Plus d'un devait avoir eu la même idée, car deux pas plus loin, M. Ducoudray vit un boutiquier fermer ses volets, et écrire dessus à la craie: «Armes données.»
Pourtant la nuit était venue, la fusillade s'éteignait peu à peu, on n'entendait plus que des coups de feu isolés...
A force de jouer des coudes dans la cohue qui roulait à plein trottoir, le digne rentier était arrivé au Château-d'Eau, lorsque soudain un cri terrible sortit de mille poitrines à la fois, immédiatement suivi d'un sourd roulement... et il se trouva entraîné par un irrésistible remous de la foule...

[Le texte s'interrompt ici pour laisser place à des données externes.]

// Copyright 2025 Amiable
// SPDX-License-Identifier: MIT

//! Composite actions (C5): `Sequence`, `Conditional`, `StateConditional`,
//! `Alternating`, and the `RelativeCc` wrapper used by the relative-CC
//! decoder (C7). Each type is a field of the matching [`crate::action::Action`]
//! variant; their `execute`/`execute_async`/`validate` methods are called
//! from there.

use crate::action::{Action, ErrorPolicy, ExecutionContext, ValidationError};
use crate::error::ActionError;
use crate::model::ActionId;
use serde::{Deserialize, Serialize};
use tracing::{debug, warn};

#[derive(Debug, Clone)]
pub struct Sequence {
    pub id: ActionId,
    pub sub_actions: Vec<Action>,
    pub error_policy: ErrorPolicy,
}

impl Sequence {
    pub fn validate(&self, path: &str, depth: usize) -> Vec<ValidationError> {
        let mut errors = Vec::new();
        if self.sub_actions.is_empty() {
            errors.push(ValidationError::new(path, "Sequence.subActions must be non-empty"));
        }
        for (i, child) in self.sub_actions.iter().enumerate() {
            errors.extend(child.validate(&format!("{path}.subActions[{i}]"), depth + 1));
        }
        errors
    }

    pub fn execute(&self, ctx: &ExecutionContext, value: Option<i32>) -> Result<(), ActionError> {
        let mut first_error = None;
        for child in &self.sub_actions {
            let result = child.execute(ctx, value);
            if let Err(err) = result {
                warn!(action = %child.id(), error = %err, "Sequence child failed");
                if first_error.is_none() {
                    first_error = Some(err);
                }
                if self.error_policy == ErrorPolicy::StopOnError {
                    return Err(first_error.unwrap());
                }
            }
        }
        match first_error {
            Some(err) => Err(err),
            None => Ok(()),
        }
    }

    pub async fn execute_async(
        &self,
        ctx: &ExecutionContext,
        value: Option<i32>,
    ) -> Result<(), ActionError> {
        let mut first_error = None;
        for child in &self.sub_actions {
            let result = if child.requires_async() {
                child.execute_async(ctx, value).await
            } else {
                child.execute(ctx, value)
            };
            if let Err(err) = result {
                warn!(action = %child.id(), error = %err, "Sequence child failed");
                if first_error.is_none() {
                    first_error = Some(err);
                }
                if self.error_policy == ErrorPolicy::StopOnError {
                    return Err(first_error.unwrap());
                }
            }
        }
        match first_error {
            Some(err) => Err(err),
            None => Ok(()),
        }
    }
}

/// One branch of a value-range [`Conditional`].
#[derive(Debug, Clone)]
pub struct ValueCondition {
    pub min_value: i32,
    pub max_value: i32,
    pub action: Action,
    pub description: Option<String>,
}

#[derive(Debug, Clone)]
pub struct Conditional {
    pub id: ActionId,
    pub conditions: Vec<ValueCondition>,
}

impl Conditional {
    pub fn validate(&self, path: &str, depth: usize) -> Vec<ValidationError> {
        let mut errors = Vec::new();
        if self.conditions.is_empty() {
            errors.push(ValidationError::new(path, "Conditional.conditions must be non-empty"));
        }
        let mut ranges: Vec<(i32, i32)> = Vec::new();
        for (i, cond) in self.conditions.iter().enumerate() {
            let cond_path = format!("{path}.conditions[{i}]");
            if !(0..=127).contains(&cond.min_value)
                || !(0..=127).contains(&cond.max_value)
                || cond.min_value > cond.max_value
            {
                errors.push(ValidationError::new(
                    &cond_path,
                    "requires 0 <= minValue <= maxValue <= 127",
                ));
            } else if ranges
                .iter()
                .any(|(lo, hi)| cond.min_value <= *hi && *lo <= cond.max_value)
            {
                errors.push(ValidationError::new(&cond_path, "overlaps a preceding range"));
            } else {
                ranges.push((cond.min_value, cond.max_value));
            }
            errors.extend(cond.action.validate(&format!("{cond_path}.action"), depth + 1));
        }
        errors
    }

    fn matching_action(&self, v: i32) -> Option<&Action> {
        self.conditions
            .iter()
            .find(|c| c.min_value <= v && v <= c.max_value)
            .map(|c| &c.action)
    }

    pub fn execute(&self, ctx: &ExecutionContext, value: Option<i32>) -> Result<(), ActionError> {
        let Some(v) = value else { return Ok(()) };
        match self.matching_action(v) {
            Some(action) => action.execute(ctx, Some(v)),
            None => Ok(()),
        }
    }

    pub async fn execute_async(
        &self,
        ctx: &ExecutionContext,
        value: Option<i32>,
    ) -> Result<(), ActionError> {
        let Some(v) = value else { return Ok(()) };
        match self.matching_action(v) {
            Some(action) if action.requires_async() => action.execute_async(ctx, Some(v)).await,
            Some(action) => action.execute(ctx, Some(v)),
            None => Ok(()),
        }
    }
}

#[derive(Debug, Clone, Copy, PartialEq, Eq, Serialize, Deserialize, schemars::JsonSchema)]
pub enum ComparisonType {
    Equals,
    GreaterThan,
    LessThan,
}

impl ComparisonType {
    fn holds(self, actual: i32, expected: i32) -> bool {
        match self {
            ComparisonType::Equals => actual == expected,
            ComparisonType::GreaterThan => actual > expected,
            ComparisonType::LessThan => actual < expected,
        }
    }
}

#[derive(Debug, Clone, Copy, PartialEq, Eq, Serialize, Deserialize, schemars::JsonSchema)]
pub enum ConditionLogic {
    /// Only the first entry of `conditions` is evaluated.
    Single,
    /// All entries of `conditions` must hold.
    And,
}

impl Default for ConditionLogic {
    fn default() -> Self {
        ConditionLogic::Single
    }
}

#[derive(Debug, Clone)]
pub struct StateCondition {
    pub state_key: String,
    pub comparison_type: ComparisonType,
    pub comparison_value: i32,
}

#[derive(Debug, Clone)]
pub struct StateConditional {
    pub id: ActionId,
    pub conditions: Vec<StateCondition>,
    pub logic: ConditionLogic,
    pub true_action: Box<Action>,
    pub false_action: Option<Box<Action>>,
}

impl StateConditional {
    pub fn validate(&self, path: &str, depth: usize) -> Vec<ValidationError> {
        let mut errors = Vec::new();
        if self.conditions.is_empty() {
            errors.push(ValidationError::new(
                path,
                "StateConditional requires at least one condition",
            ));
        }
        if self.logic == ConditionLogic::Single && self.conditions.len() > 1 {
            debug!(path, "Single logic only evaluates conditions[0]; remaining entries are unused");
        }
        errors.extend(
            self.true_action
                .validate(&format!("{path}.trueAction"), depth + 1),
        );
        if let Some(false_action) = &self.false_action {
            errors.extend(false_action.validate(&format!("{path}.falseAction"), depth + 1));
        }
        errors
    }

    fn evaluate(&self, ctx: &ExecutionContext) -> bool {
        match self.logic {
            ConditionLogic::Single => self
                .conditions
                .first()
                .is_some_and(|c| c.comparison_type.holds(ctx.state.get(&c.state_key), c.comparison_value)),
            ConditionLogic::And => self
                .conditions
                .iter()
                .all(|c| c.comparison_type.holds(ctx.state.get(&c.state_key), c.comparison_value)),
        }
    }

    pub fn execute(&self, ctx: &ExecutionContext, value: Option<i32>) -> Result<(), ActionError> {
        if self.evaluate(ctx) {
            self.true_action.execute(ctx, value)
        } else if let Some(false_action) = &self.false_action {
            false_action.execute(ctx, value)
        } else {
            Ok(())
        }
    }

    pub async fn execute_async(
        &self,
        ctx: &ExecutionContext,
        value: Option<i32>,
    ) -> Result<(), ActionError> {
        let chosen = if self.evaluate(ctx) {
            Some(self.true_action.as_ref())
        } else {
            self.false_action.as_deref()
        };
        match chosen {
            Some(action) if action.requires_async() => action.execute_async(ctx, value).await,
            Some(action) => action.execute(ctx, value),
            None => Ok(()),
        }
    }
}

#[derive(Debug, Clone)]
pub struct Alternating {
    pub id: ActionId,
    pub first_action: Box<Action>,
    pub second_action: Box<Action>,
    pub start_with_first: bool,
}

impl Alternating {
    /// Internal state key tracking which side fires next (§4.5, §4.6
    /// `*Alt<actionId>`). 0 means "first is next", 1 means "second is next",
    /// matching `startWithFirst` as the uninitialized default.
    pub fn state_key(&self) -> String {
        format!("*Alt{}", self.id)
    }

    pub fn validate(&self, path: &str, depth: usize) -> Vec<ValidationError> {
        let mut errors = self
            .first_action
            .validate(&format!("{path}.firstAction"), depth + 1);
        errors.extend(
            self.second_action
                .validate(&format!("{path}.secondAction"), depth + 1),
        );
        errors
    }

    fn next_is_first(&self, ctx: &ExecutionContext) -> bool {
        let key = self.state_key();
        if ctx.state.has(&key) {
            ctx.state.get(&key) == 0
        } else {
            self.start_with_first
        }
    }

    fn advance(&self, ctx: &ExecutionContext, used_first: bool) {
        let key = self.state_key();
        let next_is_first = !used_first;
        let _ = ctx.state.set(&key, if next_is_first { 0 } else { 1 });
    }

    pub fn execute(&self, ctx: &ExecutionContext, value: Option<i32>) -> Result<(), ActionError> {
        let use_first = self.next_is_first(ctx);
        let chosen: &Action = if use_first { &self.first_action } else { &self.second_action };
        let result = chosen.execute(ctx, value);
        if result.is_ok() {
            self.advance(ctx, use_first);
        }
        result
    }

    pub async fn execute_async(
        &self,
        ctx: &ExecutionContext,
        value: Option<i32>,
    ) -> Result<(), ActionError> {
        let use_first = self.next_is_first(ctx);
        let chosen: &Action = if use_first { &self.first_action } else { &self.second_action };
        let result = if chosen.requires_async() {
            chosen.execute_async(ctx, value).await
        } else {
            chosen.execute(ctx, value)
        };
        if result.is_ok() {
            self.advance(ctx, use_first);
        }
        result
    }
}

/// Wraps the increase/decrease sub-actions driven by the relative-CC
/// decoder (C7, §4.7). The decode itself lives in [`crate::relative_cc`];
/// this type only carries the bound sub-actions and the repeated-dispatch
/// semantics.
#[derive(Debug, Clone)]
pub struct RelativeCc {
    pub id: ActionId,
    pub increase_action: Box<Action>,
    pub decrease_action: Box<Action>,
}

impl RelativeCc {
    pub fn validate(&self, path: &str, depth: usize) -> Vec<ValidationError> {
        let mut errors = self
            .increase_action
            .validate(&format!("{path}.increaseAction"), depth + 1);
        errors.extend(
            self.decrease_action
                .validate(&format!("{path}.decreaseAction"), depth + 1),
        );
        errors
    }

    /// Dispatch `|delta|` repetitions of the increase or decrease sub-action,
    /// each forwarding the original wire value. A failing iteration is
    /// logged and the remaining iterations still run (§4.7).
    pub fn execute(&self, ctx: &ExecutionContext, wire_value: Option<i32>) -> Result<(), ActionError> {
        let delta = crate::relative_cc::decode(wire_value.unwrap_or(64) as u8);
        if delta == 0 {
            return Ok(());
        }
        let (action, count) = if delta > 0 {
            (&self.increase_action, delta as u32)
        } else {
            (&self.decrease_action, (-delta) as u32)
        };
        let mut first_error = None;
        for _ in 0..count {
            if let Err(err) = action.execute(ctx, wire_value) {
                warn!(error = %err, "RelativeCC sub-action iteration failed");
                if first_error.is_none() {
                    first_error = Some(err);
                }
            }
        }
        match first_error {
            Some(err) => Err(err),
            None => Ok(()),
        }
    }

    pub async fn execute_async(
        &self,
        ctx: &ExecutionContext,
        wire_value: Option<i32>,
    ) -> Result<(), ActionError> {
        let delta = crate::relative_cc::decode(wire_value.unwrap_or(64) as u8);
        if delta == 0 {
            return Ok(());
        }
        let (action, count) = if delta > 0 {
            (&self.increase_action, delta as u32)
        } else {
            (&self.decrease_action, (-delta) as u32)
        };
        let mut first_error = None;
        for _ in 0..count {
            let result = if action.requires_async() {
                action.execute_async(ctx, wire_value).await
            } else {
                action.execute(ctx, wire_value)
            };
            if let Err(err) = result {
                warn!(error = %err, "RelativeCC sub-action iteration failed");
                if first_error.is_none() {
                    first_error = Some(err);
                }
            }
        }
        match first_error {
            Some(err) => Err(err),
            None => Ok(()),
        }
    }
}

#[cfg(test)]
mod tests {
    use super::*;
    use crate::action::KeyCode;

    fn key(code: u32) -> Action {
        Action::KeyPressRelease {
            id: ActionId::new(),
            key: KeyCode::Code(code),
        }
    }

    #[test]
    fn conditional_disjoint_ranges_pass_validation() {
        let cond = Conditional {
            id: ActionId::new(),
            conditions: vec![
                ValueCondition { min_value: 0, max_value: 63, action: key(1), description: None },
                ValueCondition { min_value: 64, max_value: 127, action: key(2), description: None },
            ],
        };
        assert!(cond.validate("root", 0).is_empty());
    }

    #[test]
    fn conditional_overlapping_ranges_fail_validation() {
        let cond = Conditional {
            id: ActionId::new(),
            conditions: vec![
                ValueCondition { min_value: 0, max_value: 70, action: key(1), description: None },
                ValueCondition { min_value: 64, max_value: 127, action: key(2), description: None },
            ],
        };
        assert!(!cond.validate("root", 0).is_empty());
    }

    #[test]
    fn conditional_matches_first_containing_range() {
        let cond = Conditional {
            id: ActionId::new(),
            conditions: vec![
                ValueCondition { min_value: 0, max_value: 63, action: key(1), description: None },
                ValueCondition { min_value: 64, max_value: 127, action: key(2), description: None },
            ],
        };
        let matched = cond.matching_action(30).expect("30 is in the first range");
        assert_eq!(matched.id(), cond.conditions[0].action.id());
        assert!(cond.matching_action(200).is_none());
    }
}
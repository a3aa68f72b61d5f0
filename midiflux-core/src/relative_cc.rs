// Copyright 2025 Amiable
// SPDX-License-Identifier: MIT

//! Relative CC decoder (C7): sign-magnitude decode of a 7-bit wire value.
//!
//! Only sign-magnitude is supported; two's-complement and binary-offset
//! encodings are explicitly out of scope (§9 Design Notes).

/// Decode a wire Control Change value (0..=127) into a signed delta.
///
/// - `64` -> `0` (ignored).
/// - `1..=63` -> positive delta equal to the value.
/// - `65..=127` -> negative delta, magnitude `v - 64`.
pub fn decode(wire_value: u8) -> i32 {
    match wire_value {
        64 => 0,
        v @ 1..=63 => v as i32,
        v @ 65..=127 => -((v as i32) - 64),
        // 0 carries no sign-magnitude meaning under this scheme; treat as
        // no-op rather than guessing a direction.
        _ => 0,
    }
}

Une femme dont le chapeau avait été arraché, et qui traînait une petite fille, s'accrochait à lui désespérément en criant:
—Au nom du ciel! sauvez mon enfant!
Il essaya de lui porter secours, mais un choc violent le jeta contre un arbre, un tourbillon passa devant lui, et il vit luire au-dessus de sa tête l'éclair d'un sabre... Il ferma les yeux.
Quand il les rouvrit, plus rien.
Le terrain était vide autour de lui, la foule fuyait éperdue dans toutes les directions, et quelques hommes ramassaient les blessés restés sur le carreau.